The second promise is “He shall never suffer the righteous to be moved.” In this, God promises that nothing will happen in the future that will take away His support and nourishment. The reason this promise is so sure is that those who cast their burden upon the Lord are “the righteous,” that is, those who are given righteousness by God. Of them God has made a declaration that their sins are completely removed and that they are perfect, as if they had never done anything wrong, but only that which is right in God’s sight.

Those who are thus righteous will never be moved. They will never be moved from election. They will never stop being justified. They will never fall from grace. Oh, yes, the righteous, while on earth, still sin. And because of their sinfulness they will be surrounded by problems, and as disciples of Christ they will always be bearing a cross. But while the righteous are troubled on every side, they are not distressed; they may be perplexed, but not in despair; persecuted, but not forsaken; cast down, but not destroyed!

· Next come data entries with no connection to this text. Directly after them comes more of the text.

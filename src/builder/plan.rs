use std::ops::Deref;

use log::trace;

use crate::common::{
    codec::EncodedData,
    ec::{Block, ReedSolomonEncoder},
    metadata::{BlockSpec, ECLevel, Version},
    BitStream,
};
use crate::error::{QRError, QRResult};

/// Encoded payload together with the block layout of its symbol.
#[derive(Debug, Clone)]
pub struct SymbolPlan {
    encoded: EncodedData,
    ecl: ECLevel,
    blocks: Vec<BlockSpec>,
}

impl SymbolPlan {
    pub fn new(encoded: EncodedData, ecl: ECLevel) -> QRResult<Self> {
        let blocks = encoded.ver.ec_blocks(ecl)?;
        let ver = encoded.ver;
        if blocks.iter().map(|b| b.data_len).sum::<usize>() != ver.data_codewords(ecl)
            || blocks.iter().map(|b| b.len()).sum::<usize>() != ver.total_codewords()
        {
            return Err(QRError::InterleavingMismatch);
        }
        Ok(Self { encoded, ecl, blocks })
    }

    pub fn encoded(&self) -> &EncodedData {
        &self.encoded
    }

    pub fn version(&self) -> Version {
        self.encoded.ver
    }

    pub fn ec_level(&self) -> ECLevel {
        self.ecl
    }

    pub fn blocks(&self) -> &[BlockSpec] {
        &self.blocks
    }

    pub fn data_len(&self) -> usize {
        self.encoded.ver.data_codewords(self.ecl)
    }

    pub fn total_len(&self) -> usize {
        self.encoded.ver.total_codewords()
    }

    /// Pads the data, adds error correction per block and interleaves.
    pub fn codewords(&self, rs: &ReedSolomonEncoder) -> QRResult<BitStream> {
        let padded = self.encoded.padded();
        let data = padded.data();
        if data.len() != self.data_len() {
            return Err(QRError::InterleavingMismatch);
        }

        let blocks = blockify(data, &self.blocks)
            .into_iter()
            .zip(&self.blocks)
            .map(|(raw, spec)| Block::new(raw, spec.ec_len, rs))
            .collect::<QRResult<Vec<_>>>()?;
        trace!("Split {} data bytes into {} blocks", data.len(), blocks.len());

        let data_blocks: Vec<&[u8]> = blocks.iter().map(|b| b.data()).collect();
        let ecc_blocks: Vec<&[u8]> = blocks.iter().map(|b| b.ecc()).collect();

        let mut payload = BitStream::new(self.total_len() << 3);
        payload.extend(&interleave(&data_blocks));
        payload.extend(&interleave(&ecc_blocks));
        if payload.len() != self.total_len() << 3 {
            return Err(QRError::InterleavingMismatch);
        }
        Ok(payload)
    }

    /// Byte map from final symbol order to pre-interleave order. Pre-interleave
    /// order holds every data byte as it appears in the bitstream, followed by
    /// the error correction bytes block after block.
    pub fn interleave_map(&self) -> QRResult<Vec<usize>> {
        let total_data = self.data_len();
        let max_dlen = self.blocks.iter().map(|b| b.data_len).max().unwrap_or(0);
        let max_ec = self.blocks.iter().map(|b| b.ec_len).max().unwrap_or(0);

        let mut data_off = Vec::with_capacity(self.blocks.len());
        let mut ec_off = Vec::with_capacity(self.blocks.len());
        let (mut d, mut e) = (0, total_data);
        for b in &self.blocks {
            data_off.push(d);
            ec_off.push(e);
            d += b.data_len;
            e += b.ec_len;
        }

        let mut map = Vec::with_capacity(self.total_len());
        for i in 0..max_dlen {
            for (b, spec) in self.blocks.iter().enumerate() {
                if i < spec.data_len {
                    map.push(data_off[b] + i);
                }
            }
        }
        for i in 0..max_ec {
            for (b, spec) in self.blocks.iter().enumerate() {
                if i < spec.ec_len {
                    map.push(ec_off[b] + i);
                }
            }
        }

        validate_permutation(&map)?;
        Ok(map)
    }

    /// Bit map from final symbol order to pre-interleave order.
    pub fn interleave_bit_map(&self) -> QRResult<Vec<usize>> {
        let byte_map = self.interleave_map()?;
        Ok(byte_map.iter().flat_map(|&b| (0..8).map(move |k| (b << 3) + k)).collect())
    }

    /// Bit map from pre-interleave order to final symbol order.
    pub fn deinterleave_bit_map(&self) -> QRResult<Vec<usize>> {
        invert(&self.interleave_bit_map()?)
    }
}

pub(crate) fn blockify<'a>(data: &'a [u8], specs: &[BlockSpec]) -> Vec<&'a [u8]> {
    debug_assert_eq!(
        data.len(),
        specs.iter().map(|s| s.data_len).sum::<usize>(),
        "Data len doesn't match total size of blocks"
    );

    let mut res = Vec::with_capacity(specs.len());
    let mut rest = data;
    for spec in specs {
        let (head, tail) = rest.split_at(spec.data_len);
        res.push(head);
        rest = tail;
    }
    res
}

pub fn interleave<T: Copy, V: Deref<Target = [T]>>(blocks: &[V]) -> Vec<T> {
    let max_block_size = blocks.iter().map(|b| b.len()).max().unwrap_or(0);
    let total_size = blocks.iter().map(|b| b.len()).sum::<usize>();
    let mut res = Vec::with_capacity(total_size);
    for i in 0..max_block_size {
        for b in blocks {
            if i < b.len() {
                res.push(b[i]);
            }
        }
    }
    res
}

pub fn invert(map: &[usize]) -> QRResult<Vec<usize>> {
    validate_permutation(map)?;
    let mut inv = vec![0; map.len()];
    for (i, &m) in map.iter().enumerate() {
        inv[m] = i;
    }
    Ok(inv)
}

fn validate_permutation(map: &[usize]) -> QRResult<()> {
    let mut seen = vec![false; map.len()];
    for &m in map {
        if m >= map.len() || seen[m] {
            return Err(QRError::NotPermutation);
        }
        seen[m] = true;
    }
    Ok(())
}

#[cfg(test)]
mod plan_tests {
    use std::sync::Arc;

    use test_case::test_case;

    use super::{blockify, interleave, invert, SymbolPlan};
    use crate::common::{
        codec::encode,
        ec::ReedSolomonEncoder,
        galois::Field,
        metadata::{BlockSpec, ECLevel, Version},
    };
    use crate::error::QRError;

    fn plan(text: &str, ver: usize, ecl: ECLevel) -> SymbolPlan {
        let enc = encode(text, ecl, Some(Version::new(ver).unwrap()), None).unwrap();
        SymbolPlan::new(enc, ecl).unwrap()
    }

    #[test]
    fn test_interleave() {
        let blocks = vec![vec![1, 2, 3], vec![4, 5, 6], vec![7, 8, 9, 0]];
        let interleaved = interleave(&blocks);
        let exp_interleaved = vec![1, 4, 7, 2, 5, 8, 3, 6, 9, 0];
        assert_eq!(interleaved, exp_interleaved);
    }

    #[test]
    fn test_blockify() {
        let specs = [
            BlockSpec { data_len: 2, ec_len: 3 },
            BlockSpec { data_len: 2, ec_len: 3 },
            BlockSpec { data_len: 3, ec_len: 3 },
        ];
        let data = [1u8, 2, 3, 4, 5, 6, 7];
        let exp: Vec<&[u8]> = vec![&[1, 2][..], &[3, 4][..], &[5, 6, 7][..]];
        assert_eq!(blockify(&data, &specs), exp);
    }

    #[test]
    fn test_codewords_1m() {
        let rs = ReedSolomonEncoder::new(Arc::new(Field::qr()));
        let payload = plan("01234567", 1, ECLevel::M).codewords(&rs).unwrap();
        assert_eq!(
            payload.data(),
            b"\x10\x20\x0c\x56\x61\x80\xec\x11\xec\x11\xec\x11\xec\x11\xec\x11\
              \xa5\x24\xd4\xc1\xed\x36\xc7\x87\x2c\x55"
        );
    }

    #[test_case(1, ECLevel::L)]
    #[test_case(5, ECLevel::Q)]
    #[test_case(7, ECLevel::H)]
    #[test_case(40, ECLevel::M)]
    fn test_interleave_map_matches_interleave(ver: usize, ecl: ECLevel) {
        let rs = ReedSolomonEncoder::new(Arc::new(Field::qr()));
        let plan = plan("HELLO WORLD", ver, ecl);
        let payload = plan.codewords(&rs).unwrap();
        let map = plan.interleave_map().unwrap();
        assert_eq!(map.len(), plan.total_len());

        // Pre-interleave order: data as planned, then each block's ecc
        let padded = plan.encoded().padded();
        let mut pre = padded.data().to_vec();
        let mut off = 0;
        for spec in plan.blocks() {
            let mut block = padded.data()[off..off + spec.data_len].to_vec();
            block.resize(spec.len(), 0);
            rs.encode(&mut block, spec.ec_len).unwrap();
            pre.extend_from_slice(&block[spec.data_len..]);
            off += spec.data_len;
        }

        let remapped: Vec<u8> = map.iter().map(|&i| pre[i]).collect();
        assert_eq!(remapped, payload.data());
    }

    #[test]
    fn test_bit_maps_are_inverse() {
        let plan = plan("HELLO WORLD", 5, ECLevel::Q);
        let fwd = plan.interleave_bit_map().unwrap();
        let inv = plan.deinterleave_bit_map().unwrap();
        assert_eq!(fwd.len(), plan.total_len() << 3);
        for (i, &p) in fwd.iter().enumerate() {
            assert_eq!(inv[p], i);
        }
        // Bits inside a byte keep their order
        assert_eq!(fwd[8] & 7, 0);
        assert_eq!(fwd[9], fwd[8] + 1);
    }

    #[test]
    fn test_byte_conservation() {
        for ver in Version::all() {
            for ecl in ECLevel::ALL {
                let blocks = ver.ec_blocks(ecl).unwrap();
                assert_eq!(blocks.iter().map(|b| b.data_len).sum::<usize>(), ver.data_codewords(ecl));
                assert_eq!(blocks.iter().map(|b| b.len()).sum::<usize>(), ver.total_codewords());
            }
        }
    }

    #[test]
    fn test_invert_rejects_non_permutation() {
        assert_eq!(invert(&[0, 2, 1]), Ok(vec![0, 2, 1]));
        assert_eq!(invert(&[0, 0, 1]), Err(QRError::NotPermutation));
        assert_eq!(invert(&[0, 3, 1]), Err(QRError::NotPermutation));
    }
}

The result is that the burden is removed as a burden—it is no longer seen to be a burden. This is because the righteous are given to see, by faith, that they are given the ability to bear the burden. So, instead of being crushed by it, we find ourselves strengthened to carry or endure it.

On this side of the grave we will always have a burden. Cast your burden upon Jehovah. Give the gift to the Giver, and in doing so taste and see His goodness to sustain you.